== TASK INPUTS ==
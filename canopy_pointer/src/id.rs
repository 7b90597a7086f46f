// Copyright 2025 the Canopy Authors
// SPDX-License-Identifier: Apache-2.0 OR MIT

//! Pointer ids, pointer kinds, input contexts and panel handles.

use kurbo::Rect;

/// Well-known pointer id ranges.
///
/// Pointer ids are small integers: the mouse always uses [`MOUSE`], touches use
/// a contiguous block starting at [`TOUCH_BASE`] and pens follow the touches.
pub mod pointer_id {
    /// The mouse pointer.
    pub const MOUSE: usize = 0;
    /// First id used for touch contacts.
    pub const TOUCH_BASE: usize = 1;
    /// Number of touch contacts tracked simultaneously.
    pub const TOUCH_COUNT: usize = 20;
    /// First id used for pens.
    pub const PEN_BASE: usize = TOUCH_BASE + TOUCH_COUNT;
    /// Number of pens tracked simultaneously.
    pub const PEN_COUNT: usize = 2;
    /// Size of the per-pointer tables.
    pub const MAX_POINTERS: usize = 32;
}

/// Kind of device behind a pointer id.
#[derive(Copy, Clone, Debug, PartialEq, Eq, Hash)]
pub enum PointerType {
    /// A mouse.
    Mouse,
    /// A touch contact.
    Touch,
    /// A pen or stylus.
    Pen,
}

impl PointerType {
    /// Classifies a pointer id by the well-known [`pointer_id`] ranges.
    ///
    /// Ids past the pen block are treated as mice.
    #[must_use]
    pub const fn of(pointer_id: usize) -> Self {
        if pointer_id >= pointer_id::TOUCH_BASE && pointer_id < pointer_id::PEN_BASE {
            Self::Touch
        } else if pointer_id >= pointer_id::PEN_BASE
            && pointer_id < pointer_id::PEN_BASE + pointer_id::PEN_COUNT
        {
            Self::Pen
        } else {
            Self::Mouse
        }
    }
}

/// Logical input context a pointer location belongs to.
///
/// Editor tooling and the running application can both receive input at the
/// same time; each keeps its own location table.
#[derive(Copy, Clone, Debug, PartialEq, Eq, Hash, Default)]
pub enum PointerContext {
    /// Editor tool surfaces.
    Editor,
    /// The running application.
    #[default]
    Player,
}

/// Identifier of a panel (an independent UI surface).
#[derive(Copy, Clone, Debug, PartialEq, Eq, PartialOrd, Ord, Hash)]
pub struct PanelId(u32);

impl PanelId {
    /// Creates a panel id from a raw index.
    #[must_use]
    #[inline]
    pub const fn new(index: u32) -> Self {
        Self(index)
    }

    /// Returns the raw index.
    #[must_use]
    #[inline]
    pub const fn index(self) -> u32 {
        self.0
    }
}

/// What the pointer state needs to know about a panel.
pub trait PanelBounds {
    /// The panel's id.
    fn panel_id(&self) -> PanelId;

    /// Layout rectangle of the panel's root element, in the coordinate space
    /// pointer positions are reported in.
    fn root_layout(&self) -> Rect;
}

#[cfg(test)]
mod tests {
    use super::*;

    #[test]
    fn pointer_type_ranges() {
        assert_eq!(PointerType::of(pointer_id::MOUSE), PointerType::Mouse);
        assert_eq!(PointerType::of(pointer_id::TOUCH_BASE), PointerType::Touch);
        assert_eq!(
            PointerType::of(pointer_id::TOUCH_BASE + pointer_id::TOUCH_COUNT - 1),
            PointerType::Touch
        );
        assert_eq!(PointerType::of(pointer_id::PEN_BASE), PointerType::Pen);
        assert_eq!(PointerType::of(pointer_id::PEN_BASE + 1), PointerType::Pen);
        assert_eq!(
            PointerType::of(pointer_id::PEN_BASE + pointer_id::PEN_COUNT),
            PointerType::Mouse
        );
    }

    #[test]
    fn pen_block_fits_in_tables() {
        assert!(
            pointer_id::PEN_BASE + pointer_id::PEN_COUNT <= pointer_id::MAX_POINTERS,
            "pen ids must index into the pointer tables"
        );
    }
}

== TASK DETAILS ==
All lines from the listing above that include "derive" should be shown.

== REPLY ==
#[derive(Copy, Clone, Debug, PartialEq, Eq, Hash)]
#[derive(Copy, Clone, Debug, PartialEq, Eq, Hash, Default)]
#[derive(Copy, Clone, Debug, PartialEq, Eq, PartialOrd, Ord, Hash)]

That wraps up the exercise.